[Records from a data collection]
▬▬▬

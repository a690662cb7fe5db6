//! Local cache schema.
//!
//! Every entity kind gets its own table shaped like an indexed object
//! store: an auto-incrementing local key, a nullable unique remote key, the
//! sync flag, the owning-trip reference split by key space, a sort position
//! and the entity document as JSON.

use rusqlite::{Connection, Result};

/// Current schema version for migration tracking.
pub const CURRENT_SCHEMA_VERSION: i32 = 1;

/// The complete SQL schema for the tripsync cache.
///
/// Timestamps are stored as INTEGER (Unix milliseconds).
pub const SCHEMA_SQL: &str = r"
-- ====================
-- Schema Version Tracking
-- ====================

CREATE TABLE IF NOT EXISTS schema_migrations (
    version TEXT PRIMARY KEY,
    applied_at INTEGER NOT NULL
);

-- ====================
-- Entity Tables
-- ====================

CREATE TABLE IF NOT EXISTS trips (
    local_id INTEGER PRIMARY KEY AUTOINCREMENT,
    remote_id TEXT UNIQUE,
    is_synced INTEGER NOT NULL DEFAULT 0,
    sort_order INTEGER NOT NULL DEFAULT 0,
    data TEXT NOT NULL,
    cached_at INTEGER NOT NULL
);

CREATE INDEX IF NOT EXISTS idx_trips_synced ON trips(is_synced);

CREATE TABLE IF NOT EXISTS places (
    local_id INTEGER PRIMARY KEY AUTOINCREMENT,
    remote_id TEXT UNIQUE,
    is_synced INTEGER NOT NULL DEFAULT 0,
    trip_local_id INTEGER,
    trip_remote_id TEXT,
    sort_order INTEGER NOT NULL DEFAULT 0,
    data TEXT NOT NULL,
    cached_at INTEGER NOT NULL,
    CHECK ((trip_local_id IS NULL) != (trip_remote_id IS NULL))
);

CREATE INDEX IF NOT EXISTS idx_places_trip_local ON places(trip_local_id);
CREATE INDEX IF NOT EXISTS idx_places_trip_remote ON places(trip_remote_id);
CREATE INDEX IF NOT EXISTS idx_places_synced ON places(is_synced);

CREATE TABLE IF NOT EXISTS itinerary (
    local_id INTEGER PRIMARY KEY AUTOINCREMENT,
    remote_id TEXT UNIQUE,
    is_synced INTEGER NOT NULL DEFAULT 0,
    trip_local_id INTEGER,
    trip_remote_id TEXT,
    sort_order INTEGER NOT NULL DEFAULT 0,
    data TEXT NOT NULL,
    cached_at INTEGER NOT NULL,
    CHECK ((trip_local_id IS NULL) != (trip_remote_id IS NULL))
);

CREATE INDEX IF NOT EXISTS idx_itinerary_trip_local ON itinerary(trip_local_id);
CREATE INDEX IF NOT EXISTS idx_itinerary_trip_remote ON itinerary(trip_remote_id);
CREATE INDEX IF NOT EXISTS idx_itinerary_synced ON itinerary(is_synced);

CREATE TABLE IF NOT EXISTS packing (
    local_id INTEGER PRIMARY KEY AUTOINCREMENT,
    remote_id TEXT UNIQUE,
    is_synced INTEGER NOT NULL DEFAULT 0,
    trip_local_id INTEGER,
    trip_remote_id TEXT,
    sort_order INTEGER NOT NULL DEFAULT 0,
    data TEXT NOT NULL,
    cached_at INTEGER NOT NULL,
    CHECK ((trip_local_id IS NULL) != (trip_remote_id IS NULL))
);

CREATE INDEX IF NOT EXISTS idx_packing_trip_local ON packing(trip_local_id);
CREATE INDEX IF NOT EXISTS idx_packing_trip_remote ON packing(trip_remote_id);
CREATE INDEX IF NOT EXISTS idx_packing_synced ON packing(is_synced);

CREATE TABLE IF NOT EXISTS travelers (
    local_id INTEGER PRIMARY KEY AUTOINCREMENT,
    remote_id TEXT UNIQUE,
    is_synced INTEGER NOT NULL DEFAULT 0,
    trip_local_id INTEGER,
    trip_remote_id TEXT,
    sort_order INTEGER NOT NULL DEFAULT 0,
    data TEXT NOT NULL,
    cached_at INTEGER NOT NULL,
    CHECK ((trip_local_id IS NULL) != (trip_remote_id IS NULL))
);

CREATE INDEX IF NOT EXISTS idx_travelers_trip_local ON travelers(trip_local_id);
CREATE INDEX IF NOT EXISTS idx_travelers_trip_remote ON travelers(trip_remote_id);
CREATE INDEX IF NOT EXISTS idx_travelers_synced ON travelers(is_synced);

CREATE TABLE IF NOT EXISTS expenses (
    local_id INTEGER PRIMARY KEY AUTOINCREMENT,
    remote_id TEXT UNIQUE,
    is_synced INTEGER NOT NULL DEFAULT 0,
    trip_local_id INTEGER,
    trip_remote_id TEXT,
    sort_order INTEGER NOT NULL DEFAULT 0,
    data TEXT NOT NULL,
    cached_at INTEGER NOT NULL,
    CHECK ((trip_local_id IS NULL) != (trip_remote_id IS NULL))
);

CREATE INDEX IF NOT EXISTS idx_expenses_trip_local ON expenses(trip_local_id);
CREATE INDEX IF NOT EXISTS idx_expenses_trip_remote ON expenses(trip_remote_id);
CREATE INDEX IF NOT EXISTS idx_expenses_synced ON expenses(is_synced);

-- ====================
-- Sync Bookkeeping
-- ====================

-- Remote deletes that could not be applied yet
CREATE TABLE IF NOT EXISTS pending_deletions (
    kind TEXT NOT NULL,
    remote_id TEXT NOT NULL,
    queued_at INTEGER NOT NULL,
    attempts INTEGER NOT NULL DEFAULT 0,
    last_error TEXT,
    PRIMARY KEY (kind, remote_id)
);

-- ====================
-- Audit Events
-- ====================

CREATE TABLE IF NOT EXISTS events (
    id INTEGER PRIMARY KEY AUTOINCREMENT,
    entity_type TEXT NOT NULL,
    entity_id TEXT NOT NULL,
    event_type TEXT NOT NULL,
    actor TEXT NOT NULL,
    old_value TEXT,
    new_value TEXT,
    comment TEXT,
    created_at INTEGER NOT NULL
);

CREATE INDEX IF NOT EXISTS idx_events_entity ON events(entity_type, entity_id);
CREATE INDEX IF NOT EXISTS idx_events_type ON events(event_type);
CREATE INDEX IF NOT EXISTS idx_events_created ON events(created_at DESC);
";

/// Apply the schema to the database.
///
/// Idempotent: every statement uses `IF NOT EXISTS`, and migrations track
/// what they have already applied.
///
/// # Errors
///
/// Returns an error if the SQL execution fails or pragmas cannot be set.
pub fn apply_schema(conn: &Connection) -> Result<()> {
    conn.pragma_update(None, "journal_mode", "WAL")?;
    conn.pragma_update(None, "foreign_keys", "ON")?;
    conn.pragma_update(None, "synchronous", "NORMAL")?;
    conn.pragma_update(None, "temp_store", "MEMORY")?;

    conn.execute_batch(SCHEMA_SQL)?;

    super::migrations::run_migrations(conn)?;

    conn.execute(
        "INSERT OR IGNORE INTO schema_migrations (version, applied_at) VALUES (?1, ?2)",
        rusqlite::params![
            format!("v{CURRENT_SCHEMA_VERSION}"),
            chrono::Utc::now().timestamp_millis()
        ],
    )?;

    Ok(())
}
//! SQLite storage implementation.
//!
//! This module provides the local cache for tripsync. It follows the
//! `MutationContext` pattern for transaction discipline and audit logging:
//! every write runs inside one IMMEDIATE transaction and records its audit
//! events before committing.
//!
//! Entity documents are stored as JSON with references in tagged [`Key`]
//! form. The owning-trip reference is mirrored into `trip_local_id` or
//! `trip_remote_id` so a trip's children can be found by index.

use std::collections::HashSet;
use std::path::Path;
use std::time::Duration;

use rusqlite::{Connection, OptionalExtension, Transaction};
use serde_json::{Map, Value};

use crate::error::{Error, Result};
use crate::model::{map_refs, wire, Entity, EntityKind, Key, Record, Trip, TripMeta};
use crate::storage::events::{insert_event, Event, EventType};
use crate::storage::schema::apply_schema;

/// SQLite-based cache backend.
#[derive(Debug)]
pub struct SqliteStorage {
    conn: Connection,
}

/// Context for a mutation operation, tracking side effects.
///
/// Passed to mutation closures to collect the audit events written at the
/// end of the transaction.
pub struct MutationContext {
    /// Name of the operation being performed.
    pub op_name: String,
    /// Actor performing the operation.
    pub actor: String,
    /// Events to write at the end of the transaction.
    pub events: Vec<Event>,
}

impl MutationContext {
    #[must_use]
    pub fn new(op_name: &str, actor: &str) -> Self {
        Self {
            op_name: op_name.to_string(),
            actor: actor.to_string(),
            events: Vec::new(),
        }
    }

    /// Record an event for this operation.
    pub fn record_event(&mut self, kind: EntityKind, key: &Key, event_type: EventType) {
        self.events.push(Event::new(
            kind.as_str(),
            &key.to_string(),
            event_type,
            &self.actor,
        ));
    }

    /// Record an event with old/new values.
    pub fn record_change(
        &mut self,
        kind: EntityKind,
        key: &Key,
        event_type: EventType,
        old_value: Option<String>,
        new_value: Option<String>,
    ) {
        self.events.push(
            Event::new(kind.as_str(), &key.to_string(), event_type, &self.actor)
                .with_values(old_value, new_value),
        );
    }

    /// Record an event with a free-text comment.
    pub fn record_note(&mut self, kind: EntityKind, key: &Key, event_type: EventType, note: &str) {
        self.events.push(
            Event::new(kind.as_str(), &key.to_string(), event_type, &self.actor)
                .with_comment(note),
        );
    }
}
//! Remote Store Client.
//!
//! The remote store is the authoritative, multi-tenant relational store.
//! Rows are JSON objects keyed by a server-issued string `id`; references
//! to other rows are plain remote ids.
//!
//! - [`RemoteStore`] - keyed CRUD over the named collections
//! - [`HttpRemoteStore`] - PostgREST-style REST client
//! - [`MemoryRemoteStore`] - in-process store for tests and local runs

mod http;
mod memory;

use std::future::Future;

use serde_json::{Map, Value};
use thiserror::Error;

use crate::model::EntityKind;

pub use http::HttpRemoteStore;
pub use memory::MemoryRemoteStore;

/// One remote row.
pub type Row = Map<String, Value>;

/// Result type for remote calls.
pub type RemoteResult<T> = std::result::Result<T, RemoteError>;

/// Failures reported by a remote store call.
#[derive(Debug, Clone, Error)]
pub enum RemoteError {
    /// The request never produced a response (connect, timeout, reset).
    #[error("transport failure: {0}")]
    Transport(String),

    /// The store answered with a non-success status.
    #[error("remote returned {status}: {message}")]
    Status { status: u16, message: String },

    /// The response could not be interpreted.
    #[error("unexpected remote payload: {0}")]
    Decode(String),
}

impl RemoteError {
    pub fn status(status: u16, message: impl Into<String>) -> Self {
        Self::Status {
            status,
            message: message.into(),
        }
    }

    /// Whether this failure means "the store could not be reached" and the
    /// caller should fall back to the local cache.
    #[must_use]
    pub fn is_transport(&self) -> bool {
        match self {
            Self::Transport(_) => true,
            Self::Status { status, .. } => matches!(*status, 408 | 425 | 429 | 500..=599),
            Self::Decode(_) => false,
        }
    }
}

impl From<reqwest::Error> for RemoteError {
    fn from(err: reqwest::Error) -> Self {
        if err.is_decode() {
            Self::Decode(err.to_string())
        } else if let Some(status) = err.status() {
            Self::status(status.as_u16(), err.to_string())
        } else {
            Self::Transport(err.to_string())
        }
    }
}

/// Row selection for list queries.
#[derive(Debug, Clone, PartialEq, Eq)]
pub enum Filter {
    /// Rows whose `trip_id` equals the given remote id.
    Trip(String),
    /// Trips owned by, or shared with, the given user.
    VisibleTo(String),
}

/// Keyed CRUD against the authoritative store.
///
/// Every method may suspend; none of them is cancelled mid-flight by the
/// engine.
pub trait RemoteStore: Send + Sync {
    /// Fetch one row. `columns` restricts the returned fields.
    fn get(
        &self,
        kind: EntityKind,
        id: &str,
        columns: Option<&'static [&'static str]>,
    ) -> impl Future<Output = RemoteResult<Option<Row>>> + Send;

    /// List rows matching `filter`, ordered by [`EntityKind::order_by`].
    fn list(
        &self,
        kind: EntityKind,
        filter: &Filter,
    ) -> impl Future<Output = RemoteResult<Vec<Row>>> + Send;

    /// Insert a row and return it as stored, including its new `id`.
    fn insert(&self, kind: EntityKind, row: Row)
    -> impl Future<Output = RemoteResult<Row>> + Send;

    /// Update a row by id and return it as stored.
    fn update(
        &self,
        kind: EntityKind,
        id: &str,
        row: Row,
    ) -> impl Future<Output = RemoteResult<Row>> + Send;

    /// Delete a row by id. Deleting a trip removes its children.
    fn delete(&self, kind: EntityKind, id: &str) -> impl Future<Output = RemoteResult<()>> + Send;
}

#[cfg(test)]
mod tests {
    use super::*;

    #[test]
    fn test_transport_classification() {
        assert!(RemoteError::Transport("reset".into()).is_transport());
        assert!(RemoteError::status(503, "down").is_transport());
        assert!(RemoteError::status(429, "slow down").is_transport());
        assert!(!RemoteError::status(403, "rls").is_transport());
        assert!(!RemoteError::Decode("bad json".into()).is_transport());
    }
}
#[cfg(test)]
mod tests {
    use super::*;
    use crate::connectivity::ManualConnectivity;
    use crate::model::{EntityKind, Expense, PackingItem, Traveler};
    use crate::remote::MemoryRemoteStore;
    use serde_json::json;

    fn engine(online: bool) -> (
        SyncEngine<MemoryRemoteStore, ManualConnectivity>,
        MemoryRemoteStore,
        ManualConnectivity,
    ) {
        let remote = MemoryRemoteStore::new();
        let net = ManualConnectivity::new(online);
        let engine = SyncEngine::new(
            remote.clone(),
            net.clone(),
            SqliteStorage::open_memory().unwrap(),
        );
        (engine, remote, net)
    }

    #[tokio::test]
    async fn test_online_create_returns_remote_record() {
        let (mut engine, remote, _) = engine(true);
        remote.queue_ids(["T1"]);

        let trip = engine.trips().create(Trip::new("Rome", "alice")).await.unwrap();
        assert_eq!(trip.key, Key::remote("T1"));
        assert!(trip.is_synced);
        assert!(remote.row(EntityKind::Trip, "T1").is_some());

        let cached: Record<Trip> = engine.storage().get(&trip.key).unwrap().unwrap();
        assert!(cached.is_synced);
    }

    #[tokio::test]
    async fn test_offline_operations_use_cache_only() {
        let (mut engine, remote, _) = engine(false);

        let trip = engine.trips().create(Trip::new("Rome", "alice")).await.unwrap();
        assert_eq!(trip.key, Key::Local(1));
        assert!(!trip.is_synced);

        let item = engine
            .packing()
            .add(&trip.key, PackingItem::new(Key::Local(0), "Socks", 0))
            .await
            .unwrap();
        assert_eq!(item.fields.trip_id, trip.key);

        let mut patch = Patch::new();
        patch.insert("completed".into(), json!(true));
        let updated = engine.packing().update(&item.key, &patch).await.unwrap();
        assert!(updated.fields.completed);
        assert!(!updated.is_synced);

        let listed = engine.packing().list(&trip.key).await.unwrap();
        assert_eq!(listed.len(), 1);

        let outcome = engine.packing().delete(&item.key).await.unwrap();
        assert_eq!(outcome.remote, RemoteDelete::NotApplicable);
        assert!(outcome.local);

        assert_eq!(remote.call_count(), 0);
    }

    #[tokio::test]
    async fn test_transport_failure_falls_back_without_error() {
        let (mut engine, remote, _) = engine(true);
        remote.seed(
            EntityKind::Trip,
            json!({"id": "T1", "title": "Rome", "owner_id": "alice", "updated_at": "2026-01-01T00:00:00Z"})
                .as_object()
                .cloned()
                .unwrap(),
        );
        let cached = engine.trips().get(&Key::remote("T1")).await.unwrap();
        assert!(cached.is_some());

        remote.fail_all(&RemoteError::Transport("connection reset".into()));

        let got = engine.trips().get(&Key::remote("T1")).await.unwrap().unwrap();
        assert_eq!(got.fields.title, "Rome");

        let created = engine
            .packing()
            .add(&Key::remote("T1"), PackingItem::new(Key::Local(0), "Socks", 0))
            .await
            .unwrap();
        assert!(!created.is_synced);
        assert!(matches!(created.key, Key::Local(_)));
    }

    #[tokio::test]
    async fn test_rejection_is_surfaced() {
        let (mut engine, remote, _) = engine(true);
        remote.fail(EntityKind::Trip, RemoteError::status(403, "row level security"));
        let err = engine
            .trips()
            .create(Trip::new("Rome", "alice"))
            .await
            .unwrap_err();
        assert!(matches!(err, Error::Remote(RemoteError::Status { status: 403, .. })));
    }

    #[tokio::test]
    async fn test_local_key_never_reaches_remote() {
        let (mut engine, remote, _) = engine(true);
        assert!(engine.trips().get(&Key::Local(42)).await.unwrap().is_none());
        assert_eq!(remote.call_count(), 0);
    }

    #[tokio::test]
    async fn test_online_list_reflects_latest_remote_write() {
        let (mut engine, remote, _) = engine(true);
        remote.queue_ids(["T1", "P1"]);
        let trip = engine.trips().create(Trip::new("Rome", "alice")).await.unwrap();
        let item = engine
            .packing()
            .add(&trip.key, PackingItem::new(Key::Local(0), "Socks", 0))
            .await
            .unwrap();

        // Another client renames the item.
        remote.patch(
            EntityKind::Packing,
            "P1",
            json!({"title": "Wool socks"}).as_object().cloned().unwrap(),
        );

        let listed = engine.packing().list(&trip.key).await.unwrap();
        assert_eq!(listed.len(), 1);
        assert_eq!(listed[0].fields.title, "Wool socks");

        let cached: Record<PackingItem> = engine.storage().get(&item.key).unwrap().unwrap();
        assert_eq!(cached.fields.title, "Wool socks");
    }

    #[tokio::test]
    async fn test_update_of_local_record_promotes_it() {
        let (mut engine, remote, net) = engine(false);
        let trip = engine.trips().create(Trip::new("A", "alice")).await.unwrap();
        let traveler = engine
            .travelers()
            .add(&trip.key, Traveler::new(Key::Local(0), "Ana"))
            .await
            .unwrap();

        net.set_online(true);
        remote.queue_ids(["R9"]);
        engine.trips().push(&trip.key).await.unwrap();

        remote.queue_ids(["V1"]);
        let mut patch = Patch::new();
        patch.insert("email".into(), json!("ana@example.com"));
        let updated = engine.travelers().update(&traveler.key, &patch).await.unwrap();
        assert_eq!(updated.key, Key::remote("V1"));
        assert_eq!(updated.fields.trip_id, Key::remote("R9"));
        assert_eq!(
            remote.row(EntityKind::Traveler, "V1").unwrap()["trip_id"],
            json!("R9")
        );
    }

    #[tokio::test]
    async fn test_delete_queues_remote_side_when_offline() {
        let (mut engine, remote, net) = engine(true);
        remote.queue_ids(["T1", "E1"]);
        let trip = engine.trips().create(Trip::new("Rome", "alice")).await.unwrap();
        let expense = engine
            .expenses()
            .add(&trip.key, Expense::new(Key::Local(0), "Taxi", 20.0))
            .await
            .unwrap();

        net.set_online(false);
        let outcome = engine.expenses().delete(&expense.key).await.unwrap();
        assert_eq!(outcome.remote, RemoteDelete::Queued);
        assert!(outcome.local);
        assert!(outcome.diverged());

        let pending = engine.storage().pending_deletions().unwrap();
        assert_eq!(pending.len(), 1);
        assert_eq!(pending[0].remote_id, "E1");
        assert!(remote.row(EntityKind::Expense, "E1").is_some());
    }

    #[tokio::test]
    async fn test_online_delete_removes_both_sides_and_scrubs_refs() {
        let (mut engine, remote, _) = engine(true);
        remote.queue_ids(["T1", "V1", "E1"]);
        let trip = engine.trips().create(Trip::new("Rome", "alice")).await.unwrap();
        let payer = engine
            .travelers()
            .add(&trip.key, Traveler::new(Key::Local(0), "Ana"))
            .await
            .unwrap();
        let mut expense = Expense::new(Key::Local(0), "Dinner", 80.0);
        expense.payer_id = Some(payer.key.clone());
        let expense = engine.expenses().add(&trip.key, expense).await.unwrap();
        assert_eq!(expense.key, Key::remote("E1"));

        let outcome = engine.travelers().delete(&payer.key).await.unwrap();
        assert_eq!(outcome.remote, RemoteDelete::Deleted);
        assert!(outcome.local);
        assert!(!outcome.diverged());
        assert!(remote.row(EntityKind::Traveler, "V1").is_none());

        let cached: Record<Expense> = engine.storage().get(&expense.key).unwrap().unwrap();
        assert_eq!(cached.fields.payer_id, None);
        assert!(engine.storage().pending_deletions().unwrap().is_empty());
    }

    #[tokio::test]
    async fn test_deleted_payer_stays_dropped_after_flush_and_reconcile() {
        let (mut engine, remote, _) = engine(true);
        remote.queue_ids(["T1", "V1", "E1"]);
        let trip = engine.trips().create(Trip::new("Rome", "alice")).await.unwrap();
        let payer = engine
            .travelers()
            .add(&trip.key, Traveler::new(Key::Local(0), "Ana"))
            .await
            .unwrap();
        let mut expense = Expense::new(Key::Local(0), "Dinner", 80.0);
        expense.payer_id = Some(payer.key.clone());
        expense.charged_to = vec![payer.key.clone()];
        let expense = engine.expenses().add(&trip.key, expense).await.unwrap();

        engine.travelers().delete(&payer.key).await.unwrap();
        let cached: Record<Expense> = engine.storage().get(&expense.key).unwrap().unwrap();
        assert!(cached.fields.charged_to.is_empty());
        assert!(!cached.is_synced);

        let stats = engine.flush_pending().await.unwrap();
        assert_eq!(stats.updated.expenses, 1);
        let stored = remote.row(EntityKind::Expense, "E1").unwrap();
        assert_eq!(stored["payer_id"], serde_json::Value::Null);
        assert_eq!(stored["charged_to"], json!([]));

        engine.sync_trip("T1").await.unwrap();
        let contents = engine.cached_contents(&Key::remote("T1")).unwrap();
        assert!(contents.travelers.is_empty());
        assert_eq!(contents.expenses[0].fields.payer_id, None);
        assert!(contents.expenses[0].is_synced);
    }

    #[tokio::test]
    async fn test_list_visible_filters_by_identity() {
        let (mut engine, remote, net) = engine(true);
        for (id, owner, shared) in [("T1", "alice", vec![]), ("T2", "carol", vec!["alice"]), ("T3", "carol", vec![])] {
            remote.seed(
                EntityKind::Trip,
                json!({"id": id, "title": id, "owner_id": owner, "shared_with": shared, "updated_at": "2026-01-01T00:00:00Z"})
                    .as_object()
                    .cloned()
                    .unwrap(),
            );
        }
        let alice = Identity::new("alice");
        let online = engine.trips().list_visible(&alice).await.unwrap();
        assert_eq!(online.len(), 2);

        net.set_online(false);
        let offline = engine.trips().list_visible(&alice).await.unwrap();
        assert_eq!(offline.len(), 2);
        let carol = engine.trips().list_visible(&Identity::new("carol")).await.unwrap();
        assert_eq!(carol.len(), 1);
    }
}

▬▬▬

# Work task
Report, using only a number, how many lines above hold the word "crate".

# Solution to this task
8